**TASK PROMPT:** List each line of the data that holds the string "Uuid", please.

**RECORD EXCERPTS:**
################

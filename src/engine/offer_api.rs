use super::Engine;

use async_trait::async_trait;
use uuid::Uuid;

use crate::{
    api::OfferAPI,
    entities::{Acceptance, Arbitration, DriverOffer},
    error::{not_found_error, Error},
    notifier::Event,
};

#[async_trait]
impl OfferAPI for Engine {
    #[tracing::instrument(skip(self))]
    async fn submit_offer(
        &self,
        request_id: Uuid,
        driver_id: Uuid,
        price: i64,
    ) -> Result<Option<DriverOffer>, Error> {
        let offer = DriverOffer::new(request_id, driver_id, price)?;

        // the store checks driver availability under the same lock as the request
        if self.store.insert_offer(&offer).await? == 0 {
            tracing::info!("request is not open for offers, ignoring");
            return Ok(None);
        }

        tracing::info!(offer_id = %offer.id, "offer submitted");

        self.notifier.publish(
            request_id,
            Event::OfferSubmitted {
                request_id,
                offer_id: offer.id,
                driver_id,
                price,
            },
        );

        Ok(Some(offer))
    }

    #[tracing::instrument(skip(self))]
    async fn find_offer(&self, id: Uuid) -> Result<DriverOffer, Error> {
        self.store
            .find_offer(id)
            .await?
            .ok_or_else(|| not_found_error("offer not found"))
    }

    #[tracing::instrument(skip(self))]
    async fn list_offers(&self, request_id: Uuid) -> Result<Vec<DriverOffer>, Error> {
        self.store.list_offers(request_id).await
    }

    #[tracing::instrument(skip(self))]
    async fn withdraw_offer(&self, id: Uuid) -> Result<u64, Error> {
        let offer = self.find_offer(id).await?;

        let rows = self.store.withdraw_offer(id).await?;

        if rows > 0 {
            tracing::info!("offer withdrawn");

            self.notifier.publish(
                offer.request_id,
                Event::OfferWithdrawn {
                    request_id: offer.request_id,
                    offer_id: id,
                },
            );
        }

        Ok(rows)
    }

    #[tracing::instrument(skip(self))]
    async fn withdraw_all_offers(&self, driver_id: Uuid) -> Result<u64, Error> {
        let withdrawn = self.store.withdraw_all_offers(driver_id).await?;

        for offer in withdrawn.iter() {
            self.notifier.publish(
                offer.request_id,
                Event::OfferWithdrawn {
                    request_id: offer.request_id,
                    offer_id: offer.id,
                },
            );
        }

        tracing::info!(count = withdrawn.len(), "withdrew pending offers");

        Ok(withdrawn.len() as u64)
    }

    #[tracing::instrument(skip(self), fields(request_id = %acceptance.request_id))]
    async fn accept_offer(&self, acceptance: Acceptance) -> Result<Arbitration, Error> {
        self.arbitrate(acceptance).await
    }

    #[tracing::instrument(skip(self))]
    async fn reject_competing_offers(
        &self,
        request_id: Uuid,
        driver_id: Uuid,
    ) -> Result<u64, Error> {
        let rows = self
            .store
            .reject_competing_offers(request_id, driver_id)
            .await?;

        if rows > 0 {
            self.notifier.publish(
                request_id,
                Event::OffersRejected {
                    request_id,
                    count: rows,
                },
            );
        }

        Ok(rows)
    }
}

################

**OUTPUT OF THE TASK:**
use uuid::Uuid;
        request_id: Uuid,
        driver_id: Uuid,
    async fn find_offer(&self, id: Uuid) -> Result<DriverOffer, Error> {
    async fn list_offers(&self, request_id: Uuid) -> Result<Vec<DriverOffer>, Error> {
    async fn withdraw_offer(&self, id: Uuid) -> Result<u64, Error> {
    async fn withdraw_all_offers(&self, driver_id: Uuid) -> Result<u64, Error> {
        request_id: Uuid,
        driver_id: Uuid,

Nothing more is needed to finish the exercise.